**PROBLEM**
How many lines in the records below contain "struct"? Reply with the number only.

═══ PROVIDED MATERIAL ═══

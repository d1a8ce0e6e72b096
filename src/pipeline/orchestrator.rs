//! Runs the five stages in dependency order and assembles the result.

use std::sync::Arc;
use std::time::Instant;

use tracing::{error, info, info_span, warn};

use super::stage::{ErrorRecord, Stage, StageOutcome};
use super::state::{PipelineState, TransitionError};
use super::summary::{PipelineResult, PipelineStages, PipelineSummary};
use crate::config::PlannerConfig;
use crate::error::{PipelineError, RequestError, ResourceError, StageError, ValidationError};
use crate::finance::{FinancialEngine, FinancialResult};
use crate::optimizer::{CapacityOptimizer, OptimizationResult, PlanStatus};
use crate::pue::{PuePredictor, PueProfile};
use crate::request::PipelineRequest;
use crate::resource::{InMemoryCache, ResourcePlan, ResourcePlanner, ResourceQuery};
use crate::sensitivity::{SensitivityEngine, SensitivityResult};

fn elapsed_ms(started: Instant) -> f64 {
    started.elapsed().as_secs_f64() * 1000.0
}

/// Mutable bookkeeping for a single run.
struct Run {
    state: PipelineState,
    errors: Vec<ErrorRecord>,
    aborted_by: Option<Stage>,
}

impl Run {
    fn new() -> Self {
        Self {
            state: PipelineState::Pending,
            errors: Vec::new(),
            aborted_by: None,
        }
    }

    fn enter(&mut self, next: PipelineState) -> Result<(), TransitionError> {
        self.state = self.state.advance(next)?;
        Ok(())
    }

    fn record(&mut self, stage: Stage, e: &StageError) {
        if e.is_recoverable() {
            warn!(%stage, error = %e, "recoverable stage error");
        } else {
            error!(%stage, error = %e, "fatal stage error");
        }
        self.errors.push(ErrorRecord::new(stage, e));
    }

    /// Records a stage failure; fatal errors move the run to `Failed`.
    fn fail<T>(
        &mut self,
        stage: Stage,
        e: &StageError,
        started: Instant,
    ) -> Result<StageOutcome<T>, TransitionError> {
        self.record(stage, e);
        if !e.is_recoverable() {
            self.enter(PipelineState::Failed)?;
            self.aborted_by = Some(stage);
        }
        Ok(StageOutcome::failed(e, elapsed_ms(started)))
    }
}

fn or_skip<T>(outcome: Option<StageOutcome<T>>, reason: &str) -> StageOutcome<T> {
    outcome.unwrap_or_else(|| StageOutcome::skipped(reason))
}

/// Stage outcomes filled in as the run progresses.
#[derive(Default)]
struct PartialStages {
    planner: Option<StageOutcome<ResourcePlan>>,
    optimizer: Option<StageOutcome<OptimizationResult>>,
    pue: Option<StageOutcome<PueProfile>>,
    financial: Option<StageOutcome<FinancialResult>>,
    sensitivity: Option<StageOutcome<SensitivityResult>>,
}

impl PartialStages {
    /// Stages never reached become `skipped`.
    fn finish(self, aborted_by: Option<Stage>) -> PipelineStages {
        let reason = match aborted_by {
            Some(stage) => format!("aborted after fatal error in {stage}"),
            None => "upstream stage produced no output".to_string(),
        };
        PipelineStages {
            planner: or_skip(self.planner, &reason),
            optimizer: or_skip(self.optimizer, &reason),
            pue: or_skip(self.pue, &reason),
            financial: or_skip(self.financial, &reason),
            sensitivity: or_skip(self.sensitivity, &reason),
        }
    }
}

/// Sequences resource planning, optimization, PUE forecasting, financial
/// modeling, and the optional sensitivity analysis.
pub struct Orchestrator {
    config: PlannerConfig,
    planner: ResourcePlanner,
}

impl Orchestrator {
    pub fn new(config: PlannerConfig, planner: ResourcePlanner) -> Self {
        Self { config, planner }
    }

    /// Production wiring: configured source and an in-process cache.
    ///
    /// # Errors
    ///
    /// Returns a `ResourceError` if the HTTP client cannot be built.
    pub fn from_config(config: PlannerConfig) -> Result<Self, ResourceError> {
        let planner = ResourcePlanner::from_config(&config.resource, Arc::new(InMemoryCache::new()))?;
        Ok(Self::new(config, planner))
    }

    pub fn config(&self) -> &PlannerConfig {
        &self.config
    }

    /// Runs the full pipeline for `request`.
    ///
    /// Stage failures never surface as `Err`: they are recorded in the
    /// result, and a fatal one stops the run with the remaining stages
    /// marked `skipped`.
    ///
    /// # Errors
    ///
    /// Returns `PipelineError::Request` if the request or configuration
    /// fails validation, before any stage runs.
    pub fn run(&self, request: &PipelineRequest) -> Result<PipelineResult, PipelineError> {
        let mut problems: Vec<ValidationError> = request.validate();
        problems.extend(self.config.validate());
        let range = request.resolved_date_range(&self.config);
        if range.is_none() {
            problems.push(ValidationError::new(
                "resource.reference_year",
                "is not a valid calendar year",
            ));
        }
        let (Some(range), true) = (range, problems.is_empty()) else {
            return Err(RequestError::Invalid(problems).into());
        };

        let started = Instant::now();
        let _span = info_span!(
            "pipeline",
            lat = request.coordinates.latitude,
            lon = request.coordinates.longitude
        )
        .entered();

        let mut run = Run::new();
        let mut stages = PartialStages::default();
        self.execute(
            request,
            &ResourceQuery {
                coordinates: request.coordinates,
                range,
            },
            &mut run,
            &mut stages,
        )?;

        let stages = stages.finish(run.aborted_by);
        let summary = PipelineSummary::from_stages(&stages, &self.config);
        let execution_time_ms = elapsed_ms(started);
        info!(
            state = %run.state,
            errors = run.errors.len(),
            execution_time_ms,
            "pipeline finished"
        );

        Ok(PipelineResult {
            success: run.state == PipelineState::Completed,
            execution_time_ms,
            state: run.state,
            stages,
            summary,
            errors: run.errors,
        })
    }

    /// Runs stages until completion or the first fatal error.
    fn execute(
        &self,
        request: &PipelineRequest,
        query: &ResourceQuery,
        run: &mut Run,
        stages: &mut PartialStages,
    ) -> Result<(), TransitionError> {
        let cfg = &self.config;
        let discount_rate = request.discount_rate(cfg);

        // Planner never fails; a fallback is recorded as degraded data.
        run.enter(PipelineState::Planning)?;
        let t = Instant::now();
        let resource = self.planner.plan(query);
        let mut caveats = Vec::new();
        if let Some(reason) = &resource.fallback_reason {
            let e = StageError::Degraded(format!("using synthetic resource data: {reason}"));
            run.record(Stage::Planner, &e);
            caveats.push(e.to_string());
        }
        info!(
            hours = resource.series.len(),
            cache_hit = resource.cache_hit,
            "resource planning complete"
        );
        let series = resource.series.clone();
        stages.planner = Some(StageOutcome::success(resource, elapsed_ms(t), caveats));

        run.enter(PipelineState::Optimizing)?;
        let t = Instant::now();
        let optimization = match CapacityOptimizer::new(cfg.optimizer.clone()).optimize(
            &series,
            &request.current_load,
            &request.constraints,
            &request.pricing,
        ) {
            Ok(o) => o,
            Err(e) => {
                stages.optimizer = Some(run.fail(Stage::Optimizer, &e, t)?);
                return Ok(());
            }
        };
        if optimization.plan.status == PlanStatus::InfeasibleRelaxed {
            let e = StageError::Infeasible(format!(
                "target {:.2} not reachable within budget; best fraction {:.3}",
                request.constraints.target_renewable_fraction, optimization.plan.renewable_fraction
            ));
            run.record(Stage::Optimizer, &e);
        }
        let plan = optimization.plan;
        let caveats = optimization.caveats.clone();
        stages.optimizer = Some(StageOutcome::success(optimization, elapsed_ms(t), caveats));

        run.enter(PipelineState::PredictingPue)?;
        let t = Instant::now();
        let pue = match PuePredictor::new(cfg.pue.clone()).predict(&series, &request.current_load, &plan)
        {
            Ok(p) => p,
            Err(e) => {
                stages.pue = Some(run.fail(Stage::Pue, &e, t)?);
                return Ok(());
            }
        };
        stages.pue = Some(StageOutcome::success(pue.clone(), elapsed_ms(t), Vec::new()));

        run.enter(PipelineState::Financing)?;
        let t = Instant::now();
        let engine = FinancialEngine::new(cfg.optimizer.clone(), cfg.finance.clone());
        let outcome = match engine.evaluate(request, &plan, &pue, &series, discount_rate) {
            Ok(o) => o,
            Err(e) => {
                stages.financial = Some(run.fail(Stage::Financial, &e, t)?);
                return Ok(());
            }
        };
        let mut caveats = Vec::new();
        for w in &outcome.warnings {
            run.record(Stage::Financial, w);
            caveats.push(w.to_string());
        }
        let model = outcome.result.ownership.model;
        stages.financial = Some(StageOutcome::success(outcome.result, elapsed_ms(t), caveats));

        match request.sensitivity {
            Some(sensitivity) if request.wants_sensitivity() => {
                run.enter(PipelineState::Sensitivity)?;
                let t = Instant::now();
                let engine = SensitivityEngine::new(cfg.sensitivity.clone());
                stages.sensitivity = Some(match engine.run(&model, &sensitivity) {
                    Ok(r) => StageOutcome::success(r, elapsed_ms(t), Vec::new()),
                    Err(e) => run.fail(Stage::Sensitivity, &e, t)?,
                });
                if run.state == PipelineState::Failed {
                    return Ok(());
                }
            }
            _ => {
                run.enter(PipelineState::Skipped)?;
                stages.sensitivity = Some(StageOutcome::skipped("not requested"));
            }
        }

        run.enter(PipelineState::Completed)?;
        Ok(())
    }
}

═══

**EXERCISE RESULT**
3